With news that Central Michigan University spent $10 million in reserve funding for the Events Center without telling the public came another point that may have been missed.

“Look, if we fall short in our fundraising for the medical school, we will probably use university reserves, (too),” Ross said to the Academic Senate on Feb. 15.

That day, he also announced the biosciences building would be the biggest financial investment of the university, with the project slated to cost $95 million.

If it's clear that CMU can't make enough private fundraising money to pay for the Events Center, how on earth does it plan to make enough money to cover the College of Medicine, the biosciences building or any other future projects?

Will a shift toward more online classes really improve student learning or just make more money for the university?

There is an increased emphasis toward taking classes online, even for on-campus students. These classes appear to offer less direct instructional contact and collaborative learning, yet they cost no less to enroll in than those taught on campus.

Will further pushes toward online learning serve the best interests of students at CMU and colleges across the state, or are such programs merely designed to minimize expenses for the university?

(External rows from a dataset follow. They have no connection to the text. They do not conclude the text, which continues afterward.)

use crate::catalog::pipeline::{self, Page};
use crate::catalog::traits::PropertyRepository;
use crate::catalog::types::{
    suggest_locations, FilterCriteria, PriceRange, SortKey, StatusFilter, DEFAULT_PAGE_SIZE,
};
use crate::models::{PropertyRecord, PropertyType};
use anyhow::Result;
use std::collections::HashMap;
use tracing::debug;

/// Browse-page state: the loaded collection, the user's criteria, the
/// current page and one image cursor per card.
///
/// Every criteria or sort change sends the user back to page 1.
#[derive(Debug, Clone)]
pub struct PropertyCollectionView {
    records: Vec<PropertyRecord>,
    criteria: FilterCriteria,
    sort: SortKey,
    page: usize,
    page_size: usize,
    image_cursors: HashMap<String, usize>,
}

impl PropertyCollectionView {
    pub fn new(records: Vec<PropertyRecord>) -> Self {
        Self::with_page_size(records, DEFAULT_PAGE_SIZE)
    }

    pub fn with_page_size(records: Vec<PropertyRecord>, page_size: usize) -> Self {
        Self {
            records,
            criteria: FilterCriteria::default(),
            sort: SortKey::default(),
            page: 1,
            page_size: page_size.max(1),
            image_cursors: HashMap::new(),
        }
    }

    /// Load the collection from a repository.
    pub async fn mount<R: PropertyRepository + ?Sized>(repo: &R, page_size: usize) -> Result<Self> {
        let records = repo.list().await?;
        debug!(source = repo.source_name(), count = records.len(), "Mounted collection view");
        Ok(Self::with_page_size(records, page_size))
    }

    pub fn criteria(&self) -> &FilterCriteria {
        &self.criteria
    }

    pub fn sort_key(&self) -> SortKey {
        self.sort
    }

    pub fn current_page(&self) -> usize {
        self.page
    }

    /// The page to display for the current state
    pub fn page(&self) -> Page {
        pipeline::run(&self.records, &self.criteria, self.sort, self.page, self.page_size)
    }

    pub fn total_pages(&self) -> usize {
        pipeline::total_pages(pipeline::filter(&self.records, &self.criteria).len(), self.page_size)
    }

    pub fn set_status(&mut self, status: StatusFilter) {
        self.update_criteria(|c| c.status = status);
    }

    pub fn set_type_selected(&mut self, ty: PropertyType, selected: bool) {
        self.update_criteria(|c| {
            if selected {
                c.selected_types.insert(ty);
            } else {
                c.selected_types.remove(&ty);
            }
        });
    }

    pub fn toggle_type(&mut self, ty: PropertyType) {
        let selected = !self.criteria.selected_types.contains(&ty);
        self.set_type_selected(ty, selected);
    }

    pub fn set_location_search(&mut self, search: impl Into<String>) {
        let search = search.into();
        self.update_criteria(|c| c.location_search = search);
    }

    /// Autocomplete entries for the current location search
    pub fn location_suggestions(&self) -> Vec<&'static str> {
        suggest_locations(&self.criteria.location_search)
    }

    /// Pick a suggestion; it replaces the search text.
    pub fn select_location(&mut self, location: &str) {
        let location = location.to_string();
        self.update_criteria(|c| c.location_search = location);
    }

    pub fn set_price_range(&mut self, range: PriceRange) {
        self.update_criteria(|c| c.price_range = range);
    }

    pub fn set_criteria(&mut self, criteria: FilterCriteria) {
        self.update_criteria(|c| *c = criteria);
    }

    pub fn clear_filters(&mut self) {
        self.update_criteria(|c| *c = FilterCriteria::default());
    }

    pub fn set_sort(&mut self, sort: SortKey) {
        self.sort = sort;
        self.page = 1;
    }

    fn update_criteria(&mut self, change: impl FnOnce(&mut FilterCriteria)) {
        change(&mut self.criteria);
        self.page = 1;
    }

    fn last_page(&self) -> usize {
        self.total_pages().max(1)
    }

    pub fn go_to_page(&mut self, page: usize) {
        self.page = page.clamp(1, self.last_page());
    }

    pub fn next_page(&mut self) {
        self.go_to_page(self.page + 1);
    }

    pub fn previous_page(&mut self) {
        self.go_to_page(self.page.saturating_sub(1));
    }

    /// Current image index for a card, 0 if never moved
    pub fn image_index(&self, record_id: &str) -> usize {
        self.image_cursors.get(record_id).copied().unwrap_or(0)
    }

    pub fn next_image(&mut self, record_id: &str) -> usize {
        self.step_image(record_id, 1)
    }

    pub fn previous_image(&mut self, record_id: &str) -> usize {
        self.step_image(record_id, -1)
    }

    fn step_image(&mut self, record_id: &str, delta: isize) -> usize {
        let count = self
            .records
            .iter()
            .find(|r| r.id == record_id)
            .map(|r| r.images.len())
            .unwrap_or(0);
        if count == 0 {
            return 0;
        }

        let current = self.image_index(record_id) as isize;
        let next = (current + delta).rem_euclid(count as isize) as usize;
        self.image_cursors.insert(record_id.to_string(), next);
        next
    }
}

#[cfg(test)]
mod tests {
    use super::*;
    use crate::catalog::sample::{sample_properties, SampleRepository};

    fn seven_records() -> Vec<PropertyRecord> {
        let mut records = sample_properties();
        let mut extra = records[4].clone();
        extra.id = "7".to_string();
        extra.address = "12 Side St, Downtown".to_string();
        records.push(extra);
        records
    }

    #[tokio::test]
    async fn mounts_from_repository() {
        let view = PropertyCollectionView::mount(&SampleRepository::new(), 6).await.unwrap();
        let page = view.page();
        assert_eq!(page.total_count, 6);
        assert_eq!(page.total_pages, 1);
    }

    #[test]
    fn criteria_change_resets_page() {
        let mut view = PropertyCollectionView::new(seven_records());
        view.go_to_page(2);
        assert_eq!(view.current_page(), 2);

        // Still 7 matches, so page 2 would exist, but the page resets anyway
        view.set_location_search("");
        assert_eq!(view.current_page(), 1);

        view.go_to_page(2);
        view.set_sort(SortKey::PriceDesc);
        assert_eq!(view.current_page(), 1);

        view.go_to_page(2);
        view.toggle_type(PropertyType::House);
        assert_eq!(view.current_page(), 1);
    }

    #[test]
    fn location_suggestions_follow_search() {
        let mut view = PropertyCollectionView::new(seven_records());
        assert!(view.location_suggestions().is_empty());

        view.set_location_search("gab");
        assert_eq!(view.location_suggestions(), vec!["Gaborone", "Gabane"]);

        view.set_location_search("");
        view.go_to_page(2);
        view.select_location("Gaborone");
        assert_eq!(view.criteria().location_search, "Gaborone");
        assert_eq!(view.location_suggestions(), vec!["Gaborone"]);
        assert_eq!(view.current_page(), 1);
    }

    #[test]
    fn page_navigation_clamps() {
        let mut view = PropertyCollectionView::new(seven_records());
        view.previous_page();
        assert_eq!(view.current_page(), 1);

        view.next_page();
        view.next_page();
        assert_eq!(view.current_page(), 2);
        assert_eq!(view.page().items.len(), 1);

        view.go_to_page(99);
        assert_eq!(view.current_page(), 2);
    }

    #[test]
    fn empty_view_stays_on_page_one() {
        let mut view = PropertyCollectionView::new(sample_properties());
        view.set_location_search("nowhere at all");
        view.next_page();
        assert_eq!(view.current_page(), 1);
        assert!(view.page().is_empty());
    }

    #[test]
    fn image_cursor_wraps_both_ways() {
        let mut view = PropertyCollectionView::new(sample_properties());
        assert_eq!(view.image_index("1"), 0);
        assert_eq!(view.previous_image("1"), 2);
        assert_eq!(view.next_image("1"), 0);
        assert_eq!(view.next_image("1"), 1);
        assert_eq!(view.next_image("1"), 2);
        assert_eq!(view.next_image("1"), 0);

        // Independent per card
        assert_eq!(view.next_image("2"), 1);
        assert_eq!(view.image_index("1"), 0);
    }

    #[test]
    fn image_cursor_ignores_cards_without_images() {
        let mut view = PropertyCollectionView::new(sample_properties());
        assert_eq!(view.next_image("5"), 0);
        assert_eq!(view.previous_image("unknown"), 0);
        assert_eq!(view.next_image("3"), 0);
    }

    #[test]
    fn cursor_survives_filter_changes() {
        let mut view = PropertyCollectionView::new(sample_properties());
        view.next_image("1");
        view.set_status(StatusFilter::Sale);
        view.set_status(StatusFilter::All);
        assert_eq!(view.image_index("1"), 1);
    }

    #[test]
    fn clear_filters_restores_defaults() {
        let mut view = PropertyCollectionView::new(sample_properties());
        view.set_status(StatusFilter::Rent);
        view.set_price_range(PriceRange::new(0, 2000));
        assert_eq!(view.page().total_count, 2);

        view.clear_filters();
        assert_eq!(view.criteria(), &FilterCriteria::default());
        assert_eq!(view.page().total_count, 6);
    }
}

Is the CMU Board of Trustees actually active in the decision-making process or rather just a group that meets to approve whatever administrators want? Would a state-wide central governing board be more useful than the current trustees?

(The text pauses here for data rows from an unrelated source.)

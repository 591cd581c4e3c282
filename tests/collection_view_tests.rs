//! Browse-page pipeline through the repository seam.

use property_desk::catalog::sample::sample_properties;
use property_desk::catalog::{
    FilterCriteria, PriceRange, PropertyCollectionView, PropertyRepository, SampleRepository, SortKey,
    StatusFilter,
};
use property_desk::models::PropertyRecord;

fn with_extra_record() -> Vec<PropertyRecord> {
    let mut records = sample_properties();
    let mut extra = records[0].clone();
    extra.id = "7".to_string();
    extra.title = "Gaborone Garden Flat".to_string();
    extra.location.city = "Gaborone".to_string();
    records.push(extra);
    records
}

#[tokio::test]
async fn rent_filter_then_price_sort() {
    let repo = SampleRepository::new();
    let criteria = FilterCriteria {
        status: StatusFilter::Rent,
        price_range: PriceRange::new(0, 1_000_000),
        ..Default::default()
    };

    let relevance = repo.query(&criteria, SortKey::Relevance, 1, 6).await.unwrap();
    let cheapest = repo.query(&criteria, SortKey::PriceAsc, 1, 6).await.unwrap();

    assert!(relevance.items.iter().all(|r| r.kind.as_str() == "rent"));
    assert_eq!(relevance.total_count, cheapest.total_count);

    let prices: Vec<i64> = cheapest.items.iter().map(|r| r.price).collect();
    assert_eq!(prices, vec![1800, 1900, 2500]);

    let mut a: Vec<_> = relevance.items.iter().map(|r| r.id.clone()).collect();
    let mut b: Vec<_> = cheapest.items.iter().map(|r| r.id.clone()).collect();
    a.sort();
    b.sort();
    assert_eq!(a, b);
}

#[tokio::test]
async fn six_fit_one_page_seven_need_two() {
    let view = PropertyCollectionView::mount(&SampleRepository::new(), 6).await.unwrap();
    assert_eq!(view.total_pages(), 1);

    let repo = SampleRepository::with_records(with_extra_record());
    let mut view = PropertyCollectionView::mount(&repo, 6).await.unwrap();
    assert_eq!(view.total_pages(), 2);

    view.go_to_page(2);
    let page = view.page();
    assert_eq!(page.items.len(), 1);
    assert_eq!(page.items[0].id, "7");
}

#[test]
fn location_change_on_page_two_resets_to_first_page() {
    let mut view = PropertyCollectionView::new(with_extra_record());
    view.go_to_page(2);
    assert_eq!(view.current_page(), 2);

    // "a" matches every city or address, so page 2 would still exist
    view.set_location_search("a");
    assert_eq!(view.total_pages(), 2);
    assert_eq!(view.current_page(), 1);
}

#[test]
fn image_cursor_wraps() {
    let mut view = PropertyCollectionView::new(sample_properties());
    let count = 3;

    assert_eq!(view.previous_image("1"), count - 1);
    assert_eq!(view.next_image("1"), 0);
}

#[test]
fn no_match_renders_empty_state() {
    let mut view = PropertyCollectionView::new(sample_properties());
    view.set_status(StatusFilter::Sale);
    view.set_price_range(PriceRange::new(0, 100_000));
    let page = view.page();
    assert!(page.is_empty());
    assert!(page.items.is_empty());
}

#[test]
fn picking_a_suggested_town_filters_and_resets_page() {
    let mut view = PropertyCollectionView::new(with_extra_record());
    view.go_to_page(2);
    assert_eq!(view.current_page(), 2);

    view.set_location_search("gab");
    assert_eq!(view.current_page(), 1);
    let suggestions = view.location_suggestions();
    assert_eq!(suggestions, vec!["Gaborone", "Gabane"]);

    view.select_location(suggestions[0]);
    assert_eq!(view.criteria().location_search, "Gaborone");
    let page = view.page();
    assert_eq!(page.total_count, 1);
    assert_eq!(page.items[0].id, "7");
}
use crate::catalog::{FilterCriteria, PriceRange, SortKey, StatusFilter, DEFAULT_PAGE_SIZE};
use anyhow::{bail, Context, Result};
use std::env;
use std::fmt::Display;
use std::path::PathBuf;
use std::str::FromStr;
use std::time::Duration;
use tracing::info;

#[derive(Debug)]
pub struct Config {
    /// Catalog JSON file; the built-in sample catalog when unset
    pub catalog_path: Option<PathBuf>,
    pub output_path: PathBuf,
    pub page_size: usize,
    pub page: usize,
    pub criteria: FilterCriteria,
    pub sort: SortKey,
    pub menu_open_delay: Duration,
    pub menu_close_delay: Duration,
}

impl Config {
    /// Read `PROPERTY_DESK_*` and `ACCOUNT_MENU_*` variables, after loading
    /// `.env` if present.
    pub fn from_env() -> Result<Self> {
        let _ = dotenvy::dotenv();
        Self::from_vars(|key| env::var(key).ok())
    }

    /// Build from any variable source; `from_env` passes the process
    /// environment.
    pub fn from_vars<F>(lookup: F) -> Result<Self>
    where
        F: Fn(&str) -> Option<String>,
    {
        let vars = Vars { lookup };

        let page_size: usize = vars.try_load("PROPERTY_DESK_PAGE_SIZE", DEFAULT_PAGE_SIZE)?;
        if page_size == 0 {
            bail!("PROPERTY_DESK_PAGE_SIZE must be greater than 0");
        }

        let criteria = FilterCriteria {
            status: vars.try_load("PROPERTY_DESK_STATUS", StatusFilter::All)?,
            selected_types: Default::default(),
            location_search: vars.var("PROPERTY_DESK_LOCATION").unwrap_or_default(),
            price_range: PriceRange::new(
                vars.try_load("PROPERTY_DESK_MIN_PRICE", 0)?,
                vars.try_load("PROPERTY_DESK_MAX_PRICE", i64::MAX)?,
            ),
        };

        Ok(Self {
            catalog_path: vars.var("PROPERTY_DESK_CATALOG").map(PathBuf::from),
            output_path: vars
                .var("PROPERTY_DESK_OUTPUT")
                .map(PathBuf::from)
                .unwrap_or_else(|| PathBuf::from("catalog_page.json")),
            page_size,
            page: vars.try_load("PROPERTY_DESK_PAGE", 1)?,
            criteria,
            sort: vars.try_load("PROPERTY_DESK_SORT", SortKey::Relevance)?,
            menu_open_delay: Duration::from_millis(vars.try_load("ACCOUNT_MENU_OPEN_DELAY_MS", 150)?),
            menu_close_delay: Duration::from_millis(vars.try_load("ACCOUNT_MENU_CLOSE_DELAY_MS", 200)?),
        })
    }
}

struct Vars<F> {
    lookup: F,
}

impl<F> Vars<F>
where
    F: Fn(&str) -> Option<String>,
{
    fn var(&self, key: &str) -> Option<String> {
        (self.lookup)(key).filter(|v| !v.trim().is_empty())
    }

    fn try_load<T>(&self, key: &str, default: T) -> Result<T>
    where
        T: FromStr + std::fmt::Debug,
        T::Err: Display,
    {
        match self.var(key) {
            Some(raw) => raw
                .trim()
                .parse()
                .map_err(|e: T::Err| anyhow::anyhow!("{}", e))
                .with_context(|| format!("Invalid {} value: {}", key, raw)),
            None => {
                info!("{key} not set, using default: {default:?}");
                Ok(default)
            }
        }
    }
}

#[cfg(test)]
mod tests {
    use super::*;
    use std::collections::HashMap;

    fn load(pairs: &[(&str, &str)]) -> Result<Config> {
        let vars: HashMap<String, String> = pairs
            .iter()
            .map(|(k, v)| (k.to_string(), v.to_string()))
            .collect();
        Config::from_vars(|key| vars.get(key).cloned())
    }

    #[test]
    fn defaults_when_nothing_set() {
        let config = load(&[]).unwrap();
        assert_eq!(config.page_size, DEFAULT_PAGE_SIZE);
        assert_eq!(config.page, 1);
        assert_eq!(config.sort, SortKey::Relevance);
        assert_eq!(config.criteria, FilterCriteria::default());
        assert_eq!(config.catalog_path, None);
        assert_eq!(config.output_path, PathBuf::from("catalog_page.json"));
        assert_eq!(config.menu_open_delay, Duration::from_millis(150));
        assert_eq!(config.menu_close_delay, Duration::from_millis(200));
    }

    #[test]
    fn search_variables_reach_criteria() {
        let config = load(&[
            ("PROPERTY_DESK_STATUS", "sale"),
            ("PROPERTY_DESK_LOCATION", "Gaborone"),
            ("PROPERTY_DESK_MIN_PRICE", "500000"),
            ("PROPERTY_DESK_MAX_PRICE", "800000"),
            ("PROPERTY_DESK_SORT", "price_desc"),
            ("ACCOUNT_MENU_OPEN_DELAY_MS", "0"),
        ])
        .unwrap();

        assert_eq!(config.criteria.status, StatusFilter::Sale);
        assert_eq!(config.criteria.location_search, "Gaborone");
        assert_eq!(config.criteria.price_range, PriceRange::new(500_000, 800_000));
        assert_eq!(config.sort, SortKey::PriceDesc);
        assert_eq!(config.menu_open_delay, Duration::ZERO);
    }

    #[test]
    fn blank_values_count_as_unset() {
        let config = load(&[("PROPERTY_DESK_MAX_PRICE", "  "), ("PROPERTY_DESK_CATALOG", "")]).unwrap();
        assert_eq!(config.criteria.price_range.max, i64::MAX);
        assert_eq!(config.catalog_path, None);
    }

    #[test]
    fn rejects_garbage() {
        let err = load(&[("PROPERTY_DESK_PAGE", "two")]).unwrap_err();
        assert!(err.to_string().contains("PROPERTY_DESK_PAGE"));

        let err = load(&[("PROPERTY_DESK_MIN_PRICE", "cheap")]).unwrap_err();
        assert!(err.to_string().contains("PROPERTY_DESK_MIN_PRICE"));
    }

    #[test]
    fn zero_page_size_is_rejected() {
        let err = load(&[("PROPERTY_DESK_PAGE_SIZE", "0")]).unwrap_err();
        assert!(err.to_string().contains("greater than 0"));
    }

    #[test]
    fn debug_output_names_fields() {
        let rendered = format!("{:?}", load(&[("PROPERTY_DESK_PAGE_SIZE", "9")]).unwrap());
        assert!(rendered.contains("page_size: 9"));
    }

    // The only test that touches the process environment.
    #[test]
    fn from_env_rejects_zero_page_size() {
        env::set_var("PROPERTY_DESK_PAGE_SIZE", "0");
        let result = Config::from_env();
        env::remove_var("PROPERTY_DESK_PAGE_SIZE");

        assert!(result.is_err());
    }
}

As it stands, trustees rarely ask questions during their meetings on CMU's campus, and even more rarely pose hard questions to administrators.

A governing board of a university should have disagreements and not rubber-stamp everything sent its way. People who truly care about an institution often disagree about how best to run it.

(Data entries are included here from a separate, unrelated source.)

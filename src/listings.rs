use crate::models::{Listing, ListingKind, ListingStatus};
use crate::wizard::{ListingWizard, WizardAction, WizardOutcome};
use chrono::{DateTime, NaiveDate, Utc};
use serde::Serialize;

#[derive(Debug, Clone, Copy, PartialEq, Eq, Default)]
pub enum ListingTab {
    #[default]
    All,
    Sale,
    Rent,
}

impl ListingTab {
    fn admits(&self, kind: ListingKind) -> bool {
        match self {
            ListingTab::All => true,
            ListingTab::Sale => kind == ListingKind::Sale,
            ListingTab::Rent => kind == ListingKind::Rent,
        }
    }
}

#[derive(Debug, Clone, Copy, PartialEq, Eq, Serialize)]
pub struct ListingStats {
    pub total: usize,
    pub active: usize,
    pub total_views: u64,
    pub for_sale: usize,
}

/// The "My listings" page: existing listings, listings published this
/// session and the create-listing wizard.
#[derive(Debug, Clone)]
pub struct ListingBoard {
    existing: Vec<Listing>,
    published: Vec<Listing>,
    tab: ListingTab,
    search: String,
    wizard: ListingWizard,
}

impl ListingBoard {
    pub fn new(existing: Vec<Listing>) -> Self {
        Self {
            existing,
            published: Vec::new(),
            tab: ListingTab::All,
            search: String::new(),
            wizard: ListingWizard::new(),
        }
    }

    pub fn wizard(&self) -> &ListingWizard {
        &self.wizard
    }

    /// Existing listings followed by this session's, newest first
    pub fn all(&self) -> impl Iterator<Item = &Listing> {
        self.existing.iter().chain(self.published.iter())
    }

    pub fn set_tab(&mut self, tab: ListingTab) {
        self.tab = tab;
    }

    pub fn set_search(&mut self, search: impl Into<String>) {
        self.search = search.into();
    }

    /// Listings matching the tab and the title/location search
    pub fn visible(&self) -> Vec<&Listing> {
        let needle = self.search.to_lowercase();
        self.all()
            .filter(|l| self.tab.admits(l.kind))
            .filter(|l| {
                l.title.to_lowercase().contains(&needle) || l.location.to_lowercase().contains(&needle)
            })
            .collect()
    }

    pub fn stats(&self) -> ListingStats {
        ListingStats {
            total: self.all().count(),
            active: self.all().filter(|l| l.status == ListingStatus::Active).count(),
            total_views: self.all().map(|l| u64::from(l.views)).sum(),
            for_sale: self.all().filter(|l| l.kind == ListingKind::Sale).count(),
        }
    }

    pub fn dispatch(&mut self, action: WizardAction) -> Option<&'static str> {
        self.dispatch_at(action, Utc::now())
    }

    /// Forward an action to the wizard; a published listing goes to the
    /// front of this session's listings and its notice is returned.
    pub fn dispatch_at(&mut self, action: WizardAction, now: DateTime<Utc>) -> Option<&'static str> {
        match self.wizard.dispatch_at(action, now) {
            WizardOutcome::Published { listing, notice } => {
                self.published.insert(0, listing);
                Some(notice)
            }
            _ => None,
        }
    }
}

#[allow(clippy::too_many_arguments)]
fn seeded(
    id: &str,
    title: &str,
    kind: ListingKind,
    price: i64,
    location: &str,
    rooms: (u32, f32, u32),
    status: ListingStatus,
    views: u32,
    created: (i32, u32, u32),
) -> Listing {
    let (bedrooms, bathrooms, area) = rooms;
    Listing {
        id: id.to_string(),
        title: title.to_string(),
        kind,
        price,
        location: location.to_string(),
        bedrooms,
        bathrooms,
        area,
        image: crate::wizard::draft::PLACEHOLDER_IMAGE.to_string(),
        status,
        views,
        created_at: NaiveDate::from_ymd_opt(created.0, created.1, created.2).unwrap_or_default(),
    }
}

/// Listings the account already owns
pub fn sample_listings() -> Vec<Listing> {
    vec![
        seeded(
            "1",
            "Modern 3-Bedroom Villa in Gaborone",
            ListingKind::Sale,
            2_500_000,
            "Gaborone, Botswana",
            (3, 2.0, 180),
            ListingStatus::Active,
            156,
            (2024, 1, 15),
        ),
        seeded(
            "2",
            "Cozy 2-Bedroom Apartment",
            ListingKind::Rent,
            8500,
            "Francistown, Botswana",
            (2, 1.0, 95),
            ListingStatus::Rented,
            89,
            (2024, 1, 10),
        ),
        seeded(
            "3",
            "Luxury 4-Bedroom House",
            ListingKind::Sale,
            3_800_000,
            "Maun, Botswana",
            (4, 3.0, 220),
            ListingStatus::Pending,
            234,
            (2024, 1, 5),
        ),
        seeded(
            "4",
            "Studio Apartment in City Center",
            ListingKind::Rent,
            6500,
            "Gaborone, Botswana",
            (1, 1.0, 45),
            ListingStatus::Active,
            67,
            (2024, 1, 1),
        ),
    ]
}

#[cfg(test)]
mod tests {
    use super::*;
    use crate::wizard::DraftField;
    use chrono::TimeZone;

    fn publish(board: &mut ListingBoard, title: &str, now: DateTime<Utc>) {
        board.dispatch_at(WizardAction::Open, now);
        board.dispatch_at(WizardAction::SetField(DraftField::Title(title.into())), now);
        for _ in 0..6 {
            board.dispatch_at(WizardAction::GoNext, now);
        }
        assert!(board.dispatch_at(WizardAction::Publish, now).is_some());
    }

    #[test]
    fn seeded_stats() {
        let board = ListingBoard::new(sample_listings());
        let stats = board.stats();
        assert_eq!(stats.total, 4);
        assert_eq!(stats.active, 2);
        assert_eq!(stats.total_views, 546);
        assert_eq!(stats.for_sale, 2);
    }

    #[test]
    fn published_listings_are_prepended() {
        let mut board = ListingBoard::new(sample_listings());
        publish(&mut board, "First", Utc.with_ymd_and_hms(2026, 10, 19, 9, 0, 0).unwrap());
        publish(&mut board, "Second", Utc.with_ymd_and_hms(2026, 10, 19, 10, 0, 0).unwrap());

        let titles: Vec<_> = board.all().skip(4).map(|l| l.title.as_str()).collect();
        assert_eq!(titles, vec!["Second", "First"]);
        assert_eq!(board.stats().active, 4);
        assert!(!board.wizard().is_open());
    }

    #[test]
    fn tab_and_search_filter() {
        let mut board = ListingBoard::new(sample_listings());
        board.set_tab(ListingTab::Rent);
        assert_eq!(board.visible().len(), 2);

        board.set_search("gaborone");
        let visible = board.visible();
        assert_eq!(visible.len(), 1);
        assert_eq!(visible[0].id, "4");

        board.set_tab(ListingTab::All);
        board.set_search("VILLA");
        assert_eq!(board.visible()[0].id, "1");
    }
}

Effective oversight sometimes requires less than cheery relations — a sacrifice our trustees seem unwilling to make.

Are the reserve funds being used correctly?

It's been well-documented that the university has had to dip into reserve funds to help fund various projects in the last few years, but is that an effective use of money often characterized as a "rainy day fund?" We venture that it is not, especially given the state's current economic condition.

Is CMU prepared to weather a significant decrease in enrollment? Would it be better prepared had its funds not been spent on such expansive new projects?

Why is there such a lack of transparency at CMU?

While the details were sent to the state about the funding of the Events Center, the true nature was never publicly disclosed; it had to be uncovered by CM Life.

When hard questions were asked in the Academic Senate about online promotional materials still referring to the complex as "fully privately funded," those references were scrubbed immediately, without making those recent alterations clear on the pages.

Was this the proper method of disclosure at a public institution?

Are the current projects the university is spending money on essential for the operation of CMU?

Does CMU really need a College of Medicine? Administrators would tell you the answer is yes, but the truth might not be so clear.

In fact, according to documents distributed by the Liaison Committee on Medical Education following an on-site assessment in November, CMED was lacking in six distinct areas necessary for a good program. Oakland University, which is also opening a college of medicine, was lacking in none.

This begs the question; is CMED the right call for CMU?

Will the shared governance committee actually matter?

The committee, approved by the Academic Senate, could be the answer to some leadership problems at the university. But it is difficult to see how an administration that has grown quite comfortable existing without oversight would respond to a system of shared governance.

Have the concerns brought up in several votes of no confidence against Ross or Provost Gary Shapiro been answered?

A wave of votes of no confidence against Ross and Shapiro first began at the A-Senate's Dec. 6, 2011 meeting. Since then, 17 academic departments along with the Council of Chairs and university librarians have followed suit.

Alone, the A-Senate vote was a bold move, but the number of units that have joined it clearly shows there are flaws with CMU's leadership — flaws that are not going unnoticed.

It's a hard question to ask, but a necessary one, especially because CMU gets nearly $70 million in state funding each year.

If there are so many clear issues with this administration, should Ross and the others be left accountable for all that money?